> TASK DESCRIPTION:
Using the records below, locate all lines containing "ConfigModel" and return them.

Data excerpts:
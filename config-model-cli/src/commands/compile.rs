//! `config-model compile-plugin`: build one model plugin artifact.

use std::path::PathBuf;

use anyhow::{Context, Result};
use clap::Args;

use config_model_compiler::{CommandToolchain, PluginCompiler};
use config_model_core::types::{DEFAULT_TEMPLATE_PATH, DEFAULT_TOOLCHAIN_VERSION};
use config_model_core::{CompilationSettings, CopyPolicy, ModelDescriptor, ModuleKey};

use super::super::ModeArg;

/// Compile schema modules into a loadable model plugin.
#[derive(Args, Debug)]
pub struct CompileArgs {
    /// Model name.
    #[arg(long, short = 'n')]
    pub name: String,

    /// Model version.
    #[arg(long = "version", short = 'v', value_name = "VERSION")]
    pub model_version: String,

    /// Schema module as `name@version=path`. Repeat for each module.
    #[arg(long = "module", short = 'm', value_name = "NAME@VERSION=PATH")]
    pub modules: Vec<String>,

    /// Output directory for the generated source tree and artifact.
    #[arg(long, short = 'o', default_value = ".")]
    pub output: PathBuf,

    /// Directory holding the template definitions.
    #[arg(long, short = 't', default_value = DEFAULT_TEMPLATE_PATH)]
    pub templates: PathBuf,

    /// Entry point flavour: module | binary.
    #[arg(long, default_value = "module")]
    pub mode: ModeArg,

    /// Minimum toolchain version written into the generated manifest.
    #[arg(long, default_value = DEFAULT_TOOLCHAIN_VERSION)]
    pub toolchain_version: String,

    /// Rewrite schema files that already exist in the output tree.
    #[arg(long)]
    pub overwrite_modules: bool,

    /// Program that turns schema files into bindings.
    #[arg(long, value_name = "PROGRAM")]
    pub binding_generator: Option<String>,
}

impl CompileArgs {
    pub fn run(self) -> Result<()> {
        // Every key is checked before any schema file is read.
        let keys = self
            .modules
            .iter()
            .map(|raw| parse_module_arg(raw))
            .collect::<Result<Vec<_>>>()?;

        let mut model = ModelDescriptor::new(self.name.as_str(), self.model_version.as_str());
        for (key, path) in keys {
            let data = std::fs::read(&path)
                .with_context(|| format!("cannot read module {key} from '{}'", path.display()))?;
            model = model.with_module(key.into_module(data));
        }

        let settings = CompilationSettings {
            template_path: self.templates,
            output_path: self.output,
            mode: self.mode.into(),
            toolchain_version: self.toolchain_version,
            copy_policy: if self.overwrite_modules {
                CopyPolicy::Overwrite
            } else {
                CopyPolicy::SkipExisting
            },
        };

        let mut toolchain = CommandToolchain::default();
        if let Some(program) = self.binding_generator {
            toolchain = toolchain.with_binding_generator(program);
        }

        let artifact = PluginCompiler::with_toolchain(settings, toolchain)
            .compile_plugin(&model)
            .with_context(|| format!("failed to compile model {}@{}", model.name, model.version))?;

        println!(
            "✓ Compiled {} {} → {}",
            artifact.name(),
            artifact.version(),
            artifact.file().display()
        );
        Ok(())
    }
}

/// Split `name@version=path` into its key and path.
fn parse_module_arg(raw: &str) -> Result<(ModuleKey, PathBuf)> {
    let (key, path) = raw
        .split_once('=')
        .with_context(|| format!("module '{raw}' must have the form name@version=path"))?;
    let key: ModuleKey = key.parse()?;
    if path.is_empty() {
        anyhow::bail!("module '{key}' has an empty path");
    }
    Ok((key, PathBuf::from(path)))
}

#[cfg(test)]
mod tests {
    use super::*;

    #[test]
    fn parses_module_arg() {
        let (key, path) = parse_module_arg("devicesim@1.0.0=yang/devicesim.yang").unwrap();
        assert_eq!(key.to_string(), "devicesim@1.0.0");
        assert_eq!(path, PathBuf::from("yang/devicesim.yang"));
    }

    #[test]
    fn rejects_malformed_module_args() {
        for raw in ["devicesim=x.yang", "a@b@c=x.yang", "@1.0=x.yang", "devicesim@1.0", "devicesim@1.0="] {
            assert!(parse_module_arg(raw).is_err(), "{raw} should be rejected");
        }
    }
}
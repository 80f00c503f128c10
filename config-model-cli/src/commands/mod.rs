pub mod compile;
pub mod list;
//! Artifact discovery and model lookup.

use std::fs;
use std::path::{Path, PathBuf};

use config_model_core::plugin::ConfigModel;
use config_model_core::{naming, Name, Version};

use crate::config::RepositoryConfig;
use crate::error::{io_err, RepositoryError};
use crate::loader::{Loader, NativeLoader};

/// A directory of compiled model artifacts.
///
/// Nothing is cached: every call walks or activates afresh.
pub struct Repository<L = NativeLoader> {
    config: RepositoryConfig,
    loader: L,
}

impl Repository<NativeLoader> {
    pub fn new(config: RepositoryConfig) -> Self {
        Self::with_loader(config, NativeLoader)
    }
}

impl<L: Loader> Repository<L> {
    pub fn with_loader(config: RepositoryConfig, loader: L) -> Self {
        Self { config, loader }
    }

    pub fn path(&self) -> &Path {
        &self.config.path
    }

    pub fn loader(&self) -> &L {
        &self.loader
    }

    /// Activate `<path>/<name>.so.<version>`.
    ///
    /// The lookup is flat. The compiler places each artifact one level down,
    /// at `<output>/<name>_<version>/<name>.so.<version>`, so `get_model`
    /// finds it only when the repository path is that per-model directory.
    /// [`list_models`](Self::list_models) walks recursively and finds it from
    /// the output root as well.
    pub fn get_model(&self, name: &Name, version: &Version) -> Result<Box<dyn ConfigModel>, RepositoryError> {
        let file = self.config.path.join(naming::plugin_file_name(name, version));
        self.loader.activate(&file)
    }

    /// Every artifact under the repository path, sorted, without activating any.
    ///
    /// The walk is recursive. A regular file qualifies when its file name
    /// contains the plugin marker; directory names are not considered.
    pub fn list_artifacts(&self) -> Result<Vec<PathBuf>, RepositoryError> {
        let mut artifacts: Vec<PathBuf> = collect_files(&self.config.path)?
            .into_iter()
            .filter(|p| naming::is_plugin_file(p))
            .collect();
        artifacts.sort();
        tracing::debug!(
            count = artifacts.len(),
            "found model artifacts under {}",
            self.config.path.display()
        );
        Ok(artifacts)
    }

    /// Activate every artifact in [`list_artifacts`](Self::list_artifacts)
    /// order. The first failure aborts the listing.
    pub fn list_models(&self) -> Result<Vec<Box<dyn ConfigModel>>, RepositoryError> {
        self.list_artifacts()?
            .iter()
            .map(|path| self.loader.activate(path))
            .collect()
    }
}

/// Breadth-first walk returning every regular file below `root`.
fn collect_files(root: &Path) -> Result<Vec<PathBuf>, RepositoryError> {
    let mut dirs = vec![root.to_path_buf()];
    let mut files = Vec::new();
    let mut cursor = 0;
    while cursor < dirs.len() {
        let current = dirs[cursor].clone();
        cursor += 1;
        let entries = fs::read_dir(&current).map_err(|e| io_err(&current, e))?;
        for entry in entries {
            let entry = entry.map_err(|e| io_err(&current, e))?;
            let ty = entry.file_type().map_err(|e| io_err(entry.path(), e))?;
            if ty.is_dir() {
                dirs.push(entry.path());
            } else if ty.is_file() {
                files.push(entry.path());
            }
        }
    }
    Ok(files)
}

> FINISHED TASK:
use config_model_core::plugin::ConfigModel;
    pub fn get_model(&self, name: &Name, version: &Version) -> Result<Box<dyn ConfigModel>, RepositoryError> {
    pub fn list_models(&self) -> Result<Vec<Box<dyn ConfigModel>>, RepositoryError> {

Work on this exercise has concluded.